The problem is quite strange. Can you add some printf and confirm that InfiniteLight::GetRadiance() returns a Spectrum != from black but the PDF is 0.0 ?

I'm looking at the code (https://github.com/LuxCoreRender/LuxCor ... ht.cpp#L82) ... wait a sec ... I have pushed a commit that may fix the problem, can you try if it works now ? There may be more points like this I will have to fix but it should not fail the assertion now.

Re: Mac OS

Posted: Tue Oct 23, 2018 6:56 pm
by robbrown
Not quite but that got me close enough to get the tests we've been talking about to complete, currently digging into BIDIR Cloth...

Short story need to check for both PDFs in a few places:

Code: Select all

(directPdfA == 0.f || latLongMappingPdf == 0.f)
	return Spectrum();
latLongMapping didn't seem to make any difference at first but replacing latLongMapping with directPdfA worked for a few more samples before it failed. Checking for both it's all good to go, but I'm not sure the background of the image is correct. I'm assuming the background is not suppose to have black areas and should look more like the PATHOCL one attached?

Re: Mac OS

Posted: Tue Oct 23, 2018 10:46 pm
by Dade
robbrown wrote: Tue Oct 23, 2018 6:56 pm Not quite but that got me close enough to get the tests we've been talking about to complete, currently digging into BIDIR Cloth...

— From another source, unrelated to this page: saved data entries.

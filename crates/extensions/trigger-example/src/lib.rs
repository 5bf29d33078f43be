//! Example webhook trigger provider for Hookline.
//!
//! A template to copy when integrating a new upstream service: an HTTP
//! upstream client, one classification rule and one sample-filter event.

mod provider;
mod upstream;

pub use provider::{ExampleSettings, ExampleTriggerProvider, camel_name};
pub use upstream::HttpUpstream;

Short story need to check for both PDFs in a few places:

Code: Select all

(directPdfA == 0.f || latLongMappingPdf == 0.f)
	return Spectrum();
latLongMapping didn't seem to make any difference at first but replacing latLongMapping with directPdfA worked for a few more samples before it failed. Checking for both it's all good to go, but I'm not sure the background of the image is correct. I'm assuming the background is not suppose to have black areas and should look more like the PATHOCL one attached?
Yes, it should and directPdfA can be == 0.0 if, and only if, the result is black (so your additional test is not required if all the code is working as expected). If you have "directPdfA == 0.f" for a color != from black there is something going (very) wrong with "imageMapDistribution". It is a Distribution2D (made of multiple Distribution1D): https://github.com/LuxCoreRender/LuxCor ... tion.h#L80

Re: Mac OS

Posted: Wed Oct 24, 2018 6:50 am
by robbrown
Ok, based on print statements I've placed in the bidircputhread.cpp file just before the assert it's not looking great. The print statement dumps not black, throughput.IsInf(), and lightDirectPdfW is 0.f, because lightDirectPdfW looks to be the same as directPdfA.

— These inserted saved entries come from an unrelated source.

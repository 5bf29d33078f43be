//! Server initialization and startup logic for Hookline.

use std::path::Path;
use std::sync::Arc;
use std::time::Duration;

use tokio::sync::watch;
use tracing::{error, info, warn};
use tracing_appender::rolling::{RollingFileAppender, Rotation};
use tracing_subscriber::{EnvFilter, fmt, layer::SubscriberExt, util::SubscriberInitExt};

use hookline_api::lifecycle::{self, CreateSubscriptionRequest};
use hookline_api::{ApiServer, AppState, LeaseRefresher, ProviderCredentials, ServerSettings};
use hookline_config::{Config, ConfigLoader, ConfigValidator, LoggingConfig, RuleConfig};
use hookline_core::{EventRule, Matcher, RuleError, TriggerRegistry};
use hookline_protocols::trigger::TriggerProvider;
use hookline_trigger_example::{ExampleSettings, ExampleTriggerProvider};

/// Initialize tracing with console and file output.
///
/// Log files rotate daily under `logging.dir`. `RUST_LOG` overrides
/// `logging.level`.
pub(crate) fn init_tracing(logging: &LoggingConfig) -> Result<(), Box<dyn std::error::Error>> {
    let log_dir = ConfigLoader::expand_path(&logging.dir);
    std::fs::create_dir_all(&log_dir)?;

    let file_appender = RollingFileAppender::builder()
        .rotation(Rotation::DAILY)
        .filename_prefix("hookline")
        .filename_suffix("log")
        .max_log_files(logging.max_log_files)
        .build(Path::new(&log_dir))?;

    let (non_blocking, guard) = tracing_appender::non_blocking(file_appender);

    // The guard flushes the file writer on drop; keep it for the process lifetime.
    static GUARD: std::sync::OnceLock<tracing_appender::non_blocking::WorkerGuard> =
        std::sync::OnceLock::new();
    let _ = GUARD.set(guard);

    let env_filter =
        EnvFilter::try_from_default_env().unwrap_or_else(|_| EnvFilter::new(&logging.level));

    tracing_subscriber::registry()
        .with(env_filter)
        .with(fmt::layer().with_target(true).with_ansi(true))
        .with(fmt::layer().with_writer(non_blocking).with_ansi(false))
        .init();

    Ok(())
}

/// Turn configured rules into classifier rules.
pub(crate) fn build_rules(rules: &[RuleConfig]) -> Result<Vec<EventRule>, RuleError> {
    rules
        .iter()
        .map(|rule| {
            Matcher::parse(&rule.match_kind, rule.value.as_deref())
                .map(|matcher| EventRule::new(&rule.event, matcher).on_field(&rule.field))
        })
        .collect()
}

pub(crate) fn example_settings(config: &Config) -> Result<ExampleSettings, RuleError> {
    Ok(
        ExampleSettings::new(&config.provider.name, &config.upstream.base_url)
            .with_author(&config.provider.author)
            .with_timeout(Duration::from_secs(config.upstream.timeout_seconds))
            .with_lease_secs(config.upstream.lease_seconds as i64)
            .with_rules(build_rules(&config.rules)?),
    )
}

/// Run the server in foreground.
pub(crate) async fn run_server(
    mut config: Config,
    host: Option<String>,
    port: Option<u16>,
) -> Result<(), Box<dyn std::error::Error>> {
    if let Some(host) = host {
        config.server.host = host;
    }
    if let Some(port) = port {
        config.server.port = port;
    }

    info!("Starting Hookline v{}", env!("CARGO_PKG_VERSION"));

    let validation = ConfigValidator::validate(&config)?;
    for warning in &validation.warnings {
        warn!("Config: {}", warning);
    }
    if !validation.is_valid() {
        for e in &validation.errors {
            error!("Config: {}", e);
        }
        return Err(format!("invalid configuration ({} errors)", validation.errors.len()).into());
    }

    let provider = Arc::new(ExampleTriggerProvider::new(example_settings(&config)?)?);
    provider
        .constructor()
        .validate_credentials(&config.provider.credentials)
        .await?;
    info!(provider = %config.provider.name, "Provider credentials accepted");

    let registry = Arc::new(TriggerRegistry::new());
    registry.register(provider)?;

    let state = Arc::new(
        AppState::new(registry, config.server.public_url(), &config.provider.name).with_credentials(
            &config.provider.name,
            ProviderCredentials::new(
                config.provider.credentials.clone(),
                config.provider.credential_type,
            ),
        ),
    );

    for sub in &config.subscriptions {
        let request = CreateSubscriptionRequest {
            id: Some(sub.id.clone()),
            provider: None,
            events: sub.events.clone(),
            event_parameters: sub.event_parameters.clone(),
        };
        if let Err(e) = lifecycle::create(&state, request).await {
            error!(subscription_id = %sub.id, error = %e, "Failed to create configured subscription");
        }
    }

    let (shutdown_tx, shutdown_rx) = watch::channel(false);

    if config.refresh.enabled {
        let refresher = Arc::new(
            LeaseRefresher::new(state.clone())
                .with_check_interval(Duration::from_secs(config.refresh.check_interval_secs))
                .with_refresh_before(Duration::from_secs(config.refresh.refresh_before_secs)),
        );
        tokio::spawn(refresher.run(shutdown_rx.clone()));
    } else {
        info!("Lease refresher disabled");
    }

    tokio::spawn(async move {
        if let Err(e) = tokio::signal::ctrl_c().await {
            error!("Failed to listen for shutdown signal: {}", e);
            return;
        }
        info!("Shutdown signal received");
        let _ = shutdown_tx.send(true);
    });

    let server = ApiServer::new(
        ServerSettings::new(&config.server.host, config.server.port),
        state.clone(),
    );
    server.run(shutdown_rx).await?;

    // Store is in memory; unregister upstream so nothing outlives the process.
    for stored in state.store.list() {
        match lifecycle::delete(&state, &stored.id).await {
            Ok(result) if result.success => {}
            Ok(result) => warn!(subscription_id = %stored.id, message = %result.message, "Upstream teardown failed"),
            Err(e) => warn!(subscription_id = %stored.id, error = %e, "Upstream teardown failed"),
        }
    }

    info!("Hookline stopped");
    Ok(())
}

/// Validate the configuration and check provider credentials.
pub(crate) async fn validate_config(config: &Config) -> Result<(), Box<dyn std::error::Error>> {
    let validation = ConfigValidator::validate(config)?;
    for warning in &validation.warnings {
        println!("warning: {}", warning);
    }
    for e in &validation.errors {
        println!("error: {}", e);
    }
    if !validation.is_valid() {
        return Err(format!("configuration has {} errors", validation.errors.len()).into());
    }

    let provider = ExampleTriggerProvider::new(example_settings(config)?)?;
    match provider
        .constructor()
        .validate_credentials(&config.provider.credentials)
        .await
    {
        Ok(()) => println!("credentials: ok"),
        Err(e) => {
            println!("credentials: {}", e);
            return Err(e.into());
        }
    }

    println!("configuration is valid");
    Ok(())
}

#[cfg(test)]
mod tests {
    use super::*;
    use serde_json::json;

    #[test]
    fn test_build_rules() {
        let config = ConfigLoader::load_str(
            r#"
[[rules]]
event = "issue_opened"
field = "action"
match = "equals"
value = "opened"

[[rules]]
event = "any_push"
match = "exists"
"#,
        )
        .unwrap();

        let rules = build_rules(&config.rules).unwrap();
        assert_eq!(rules.len(), 2);
        assert!(rules[0].matches(&json!({ "action": "opened" })));
        assert!(!rules[0].matches(&json!({ "type": "opened" })));
        assert!(rules[1].matches(&json!({ "type": "push" })));
    }

    #[test]
    fn test_build_rules_unknown_match() {
        let config = ConfigLoader::load_str(
            r#"
[[rules]]
event = "x"
match = "regex"
value = "a.*"
"#,
        )
        .unwrap();
        assert_eq!(
            build_rules(&config.rules).unwrap_err(),
            RuleError::UnknownMatch("regex".to_string())
        );
    }

    #[test]
    fn test_example_settings_from_config() {
        let config = ConfigLoader::load_str(
            r#"
[provider]
name = "acme"
author = "ops"

[upstream]
base_url = "https://api.acme.test"
timeout_seconds = 5
lease_seconds = 600
"#,
        )
        .unwrap();

        let settings = example_settings(&config).unwrap();
        assert_eq!(settings.name, "acme");
        assert_eq!(settings.author, "ops");
        assert_eq!(settings.timeout, Duration::from_secs(5));
        assert_eq!(settings.lease_secs, 600);
        assert!(settings.rules.is_empty());
        assert_eq!(settings.default_event(), "acme_event");
    }

    #[tokio::test]
    async fn test_validate_config_missing_credentials() {
        let config = Config::default();
        assert!(validate_config(&config).await.is_err());
    }
}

If I make an if block above line 373 and set it to black with a printed output, it's very infrequent, maybe twice (I'll have to go re-run it with your latLongMappingPdf == 0.f test added in).

It's interesting to me that this only happens for BIDIRCPU. I'm still working through more general Ray Tracer book material so my lack of bi-directional tracing experience probably isn't much help, my apologies. Still not sure if the Floating Point Calculation is an issue with Clang/GCC, because rounding could be compounded with bi-directional?

I will see what I can keep chipping away at here.

Re: Mac OS

Posted: Tue Oct 30, 2018 10:42 am
by Dade
@robbrown, I upgraded the Embree version to v3.2.4 (from v3.2.0, not a big deal, just to keep all version aligned).

Re: Mac OS

Posted: Tue Oct 30, 2018 4:31 pm
by robbrown
Thanks for letting me know. I'll try to get it updated this afternoon.